The obvious culprit here is growth—sheer, undifferentiated human population growth and digital adoption swelling both datasets like rising bread dough. Between 2016 and 2022, more Americans came of age, more Americans earned taxable income, and more Americans discovered YouTube, which was simultaneously becoming less of a novelty and more of an involuntary national utility. Consider that e-filing increased from about 150 million returns to 180 million over this period—a growth rate that roughly mirrors internet penetration and smartphone ubiquity. MrBeast's subscriber count climbed from roughly 3 million to 200 million in that same window, powered by the same tailwinds: algorithmic recommendation, pandemic-era screen time, and the peculiar human addiction to watching competence enacted at high speed. Both trends are less about causation and more about riding the same escalator upward.
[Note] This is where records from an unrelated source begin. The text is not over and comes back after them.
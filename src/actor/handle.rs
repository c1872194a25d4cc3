// Copyright PingCAP Inc. 2025.
//
// This program is free software; you can redistribute it and/or modify
// it under the terms of the GNU General Public License as published by
// the Free Software Foundation; version 2 of the License.
//
// This program is distributed in the hope that it will be useful,
// but WITHOUT ANY WARRANTY; without even the implied warranty of
// MERCHANTABILITY or FITNESS FOR A PARTICULAR PURPOSE. See the
// GNU General Public License for more details.
//
// You should have received a copy of the GNU General Public License along
// with this program; if not, write to the Free Software Foundation, Inc.,
// 51 Franklin Street, Fifth Floor, Boston, MA 02110-1301 USA.

//! Store implementations that delegate to the owning actors.

use async_trait::async_trait;
use std::sync::Arc;
use tokio::sync::mpsc;

use crate::actor::messages::{RecordCommand, SessionCommand};
use crate::actor::metrics::Metrics;
use crate::actor::send_command;
use crate::store::{
    FindMode, RecordId, RecordStore, SessionData, SessionId, SessionStore, StoreError, UserRecord,
};

/// Log failures the caller cannot be expected to handle.
fn log_unclassified<T>(store: &str, op: &str, res: &Result<T, StoreError>) {
    if let Err(StoreError::Other(msg)) = res {
        tracing::error!(store, op, "store command failed: {}", msg);
    }
}

/// Session store backed by a [`SessionStoreActor`](crate::actor::SessionStoreActor).
#[derive(Clone)]
pub struct ActorSessionStore {
    tx: mpsc::Sender<SessionCommand>,
    metrics: Arc<Metrics>,
}

impl ActorSessionStore {
    pub fn new(tx: mpsc::Sender<SessionCommand>, metrics: Arc<Metrics>) -> Self {
        Self { tx, metrics }
    }

    pub fn metrics(&self) -> &Arc<Metrics> {
        &self.metrics
    }

    async fn request<T>(
        &self,
        op: &str,
        make_command: impl FnOnce(crate::actor::messages::Reply<T>) -> SessionCommand,
    ) -> Result<T, StoreError> {
        self.metrics.inc_message_sent();
        let res = send_command(&self.tx, make_command).await;
        log_unclassified("session", op, &res);
        res
    }
}

#[async_trait]
impl SessionStore for ActorSessionStore {
    async fn create(&self) -> Result<SessionId, StoreError> {
        self.request("create", |reply| SessionCommand::Create { reply }).await
    }

    async fn load_store(&self, id: &SessionId) -> Result<SessionData, StoreError> {
        let id = id.clone();
        self.request("load_store", |reply| SessionCommand::LoadStore { id, reply }).await
    }

    async fn save_store(&self, id: &SessionId, data: SessionData) -> Result<(), StoreError> {
        let id = id.clone();
        self.request("save_store", |reply| SessionCommand::SaveStore { id, data, reply }).await
    }

    async fn delete(&self, id: &SessionId) -> Result<(), StoreError> {
        let id = id.clone();
        self.request("delete", |reply| SessionCommand::Delete { id, reply }).await
    }

    async fn delete_expired(&self) -> Result<usize, StoreError> {
        self.request("delete_expired", |reply| SessionCommand::DeleteExpired { reply }).await
    }

    async fn count(&self) -> Result<usize, StoreError> {
        self.request("count", |reply| SessionCommand::Count { reply }).await
    }
}

/// Record store backed by a [`RecordStoreActor`](crate::actor::RecordStoreActor).
#[derive(Clone)]
pub struct ActorRecordStore {
    tx: mpsc::Sender<RecordCommand>,
    metrics: Arc<Metrics>,
}

impl ActorRecordStore {
    pub fn new(tx: mpsc::Sender<RecordCommand>, metrics: Arc<Metrics>) -> Self {
        Self { tx, metrics }
    }

    pub fn metrics(&self) -> &Arc<Metrics> {
        &self.metrics
    }

    async fn request<T>(
        &self,
        op: &str,
        make_command: impl FnOnce(crate::actor::messages::Reply<T>) -> RecordCommand,
    ) -> Result<T, StoreError> {
        self.metrics.inc_message_sent();
        let res = send_command(&self.tx, make_command).await;
        log_unclassified("record", op, &res);
        res
    }
}

#[async_trait]
impl RecordStore for ActorRecordStore {
    async fn find_all(&self) -> Result<Vec<UserRecord>, StoreError> {
        self.request("find_all", |reply| RecordCommand::FindAll { reply }).await
    }

    async fn find_by_id(&self, id: &RecordId) -> Result<UserRecord, StoreError> {
        let id = id.clone();
        self.request("find_by_id", |reply| RecordCommand::FindById { id, reply }).await
    }

    async fn find_by_user_id(
        &self,
        user_id: &str,
        mode: FindMode,
    ) -> Result<Vec<UserRecord>, StoreError> {
        let user_id = user_id.to_string();
        self.request("find_by_user_id", |reply| RecordCommand::FindByUserId {
            user_id,
            mode,
            reply,
        })
        .await
    }

    async fn count(&self) -> Result<usize, StoreError> {
        self.request("count", |reply| RecordCommand::Count { reply }).await
    }
}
This is what pattern-seeking does to us: it finds the signal in the noise and then shows us a signal in the static. Both the IRS and MrBeast are measuring growth, and growth during this period was the dominant theme in American life, which means they were always going to move together. The correlation tells you almost nothing about why, and everything about how readily we mistake synchronicity for significance. We are, it seems, pattern-recognition machines that occasionally mistake their own reflection for a law of physics.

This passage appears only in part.